Roberto received a degree in Clinical Psychology at the University of Padua and a PhD in Anthropology and Epistemology of Complexity at the University of Bergamo. Before joining SISSA, he worked as a post-doctoral fellow at the New School for Social Research in New York, University of Milano-Bicocca and the Center for Mind/Brain Sciences in Trento. His main interests are language processing and evolution, consciousness, abstract thinking and cognitive neuroscience of blindness.

Jon Carr

Jon completed his PhD at the University of Edinburgh, where he explored the evolution of language and conceptual systems through a combination of computational modelling and experiments. Jon is interested in Bayesian and information-theoretic approaches to learning and reasoning and how such principles can explain the high-level complexity observed in human behaviour and the culturally evolved phenomena that arise from such behaviour. At SISSA, Jon has joined Davide Crepaldi's Language, Learning and Reading lab to work on statistical learning in reading. Personal website: https://joncarr.net 

Mattia D'Andola

Mattia is a postdoc researcher in the Visual Neuroscience Lab directed by Prof. D. Zoccolan, where his main research interests involve the study of complex features development in the visual cortex, with a particular focus on high level areas of the ventral stream, using data obtained by neural recordings in both anesthetized and implanted rats. 

Alessandro Di Filippo

Alessandro believes that science is the best tool we have today to explore nature and understand ourselves. His experiments aim to explain a complex phenomenon from the neuronal level to the behavioural one. He is currently investigating multisensory perception in rodents, by employing a novel experimental design which he developed.

Kristina Egumenovska

Kristina's current work is on language and rules of inference, in the lab of Alessandro Treves. She applies methods for identifying optimal models of brain connectivity with parameter estimates of simultaneous and lagged connections among brain regions.
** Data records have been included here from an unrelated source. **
//! Line-delimited JSON-RPC 2.0 over stdio and the diagnosis tool catalogue.
//!
//! One request per line on stdin, one response per line on stdout.
//! Notifications never get a response.

use serde::{Deserialize, Serialize};
use serde_json::Value;
use tokio::io::{AsyncBufReadExt, AsyncWrite, AsyncWriteExt, BufReader};
use tracing::{debug, error, info, warn};

use super::{handle_tool_call, SharedState};

#[cfg(test)]
#[path = "mcp_tests.rs"]
mod mcp_tests;

/// MCP protocol revision this server speaks
pub const PROTOCOL_VERSION: &str = "2024-11-05";

pub const PARSE_ERROR: i32 = -32700;
pub const METHOD_NOT_FOUND: i32 = -32601;
pub const INVALID_PARAMS: i32 = -32602;
pub const INTERNAL_ERROR: i32 = -32603;

/// Incoming message. A missing `id` marks a notification.
#[derive(Debug, Deserialize)]
pub struct JsonRpcRequest {
    pub jsonrpc: String,
    pub id: Option<Value>,
    pub method: String,
    #[serde(default)]
    pub params: Option<Value>,
}

/// Outgoing reply; exactly one of `result` and `error` is set
#[derive(Debug, Serialize)]
pub struct JsonRpcResponse {
    pub jsonrpc: String,
    /// Echoes the request id, `null` when it could not be read.
    pub id: Value,
    #[serde(skip_serializing_if = "Option::is_none")]
    pub result: Option<Value>,
    #[serde(skip_serializing_if = "Option::is_none")]
    pub error: Option<JsonRpcError>,
}

#[derive(Debug, Serialize)]
pub struct JsonRpcError {
    pub code: i32,
    pub message: String,
    #[serde(skip_serializing_if = "Option::is_none")]
    pub data: Option<Value>,
}

#[derive(Debug, Serialize)]
pub struct ServerInfo {
    pub name: String,
    pub version: String,
}

#[derive(Debug, Serialize)]
pub struct Capabilities {
    pub tools: ToolCapabilities,
}

#[derive(Debug, Serialize)]
pub struct ToolCapabilities {
    /// Always false: the tool set is fixed at build time.
    #[serde(rename = "listChanged")]
    pub list_changed: bool,
}

/// Reply to `initialize`
#[derive(Debug, Serialize)]
pub struct InitializeResult {
    #[serde(rename = "protocolVersion")]
    pub protocol_version: String,
    pub capabilities: Capabilities,
    #[serde(rename = "serverInfo")]
    pub server_info: ServerInfo,
}

/// A tool as advertised by `tools/list`
#[derive(Debug, Clone, Serialize)]
pub struct Tool {
    pub name: String,
    pub description: String,
    #[serde(rename = "inputSchema")]
    pub input_schema: Value,
}

/// `params` of a `tools/call` request
#[derive(Debug, Deserialize)]
pub struct ToolCallParams {
    pub name: String,
    #[serde(default)]
    pub arguments: Option<Value>,
}

#[derive(Debug, Serialize)]
pub struct ToolResultContent {
    #[serde(rename = "type")]
    pub content_type: String,
    pub text: String,
}

/// `tools/call` result. Tool failures are reported here with `isError`,
/// not as JSON-RPC errors.
#[derive(Debug, Serialize)]
pub struct ToolCallResult {
    pub content: Vec<ToolResultContent>,
    #[serde(rename = "isError", skip_serializing_if = "Option::is_none")]
    pub is_error: Option<bool>,
}

impl ToolCallResult {
    fn text(text: String, is_error: bool) -> Self {
        Self {
            content: vec![ToolResultContent {
                content_type: "text".to_string(),
                text,
            }],
            is_error: is_error.then_some(true),
        }
    }
}

impl JsonRpcResponse {
    pub fn success(id: Option<Value>, result: Value) -> Self {
        Self {
            jsonrpc: "2.0".to_string(),
            id: id.unwrap_or(Value::Null),
            result: Some(result),
            error: None,
        }
    }

    pub fn error(id: Option<Value>, code: i32, message: impl Into<String>) -> Self {
        Self {
            jsonrpc: "2.0".to_string(),
            id: id.unwrap_or(Value::Null),
            result: None,
            error: Some(JsonRpcError {
                code,
                message: message.into(),
                data: None,
            }),
        }
    }

    /// Serialize `value` as the result, or answer with an internal error
    fn from_serializable(id: Option<Value>, value: impl Serialize) -> Self {
        match serde_json::to_value(value) {
            Ok(result) => Self::success(id, result),
            Err(e) => {
                error!(error = %e, "Could not serialize result");
                Self::error(id, INTERNAL_ERROR, format!("Internal error: {}", e))
            }
        }
    }
}

/// Stdio MCP server for diagnosis sessions
pub struct McpServer {
    state: SharedState,
}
Her interest in fundamental questions concerning the nature of time and cognition has led her to research in cognitive neuroscience, but she loves art creation as much as syllogistic inference.

Francesca Franzon

Francesca's main interest concerns the role of cognitive and communicative pressures in shaping language structures.

Shrikanth Kulashekhar

Shrikanth Kulashekhar is a post-doctoral research fellow in Domenica Bueti's Time Perception Lab. He is interested understanding the neuronal mechanisms that govern the processing of temporal information in the brain using fMRI and EEG.

Jaroslaw Lelonkiewicz

Jaroslaw is an experimental psychologist working at Davide Crepaldi's L2R lab. He is interested in the mechanisms governing language comprehension and production. In L2R lab, he investigates statistical learning  - he uses data-mining and massive behavioural experiments to identify and then test the learning-critical features of language. Besides statistical learning, he explores the role of imitation and prediction in language processing.

Brent Parsons

Brent Parsons is a post-doctoral fellow in Domenica Bueti's Time Perception Lab. His research investigates how temporal dynamics in the world and in the brain influence perception and action.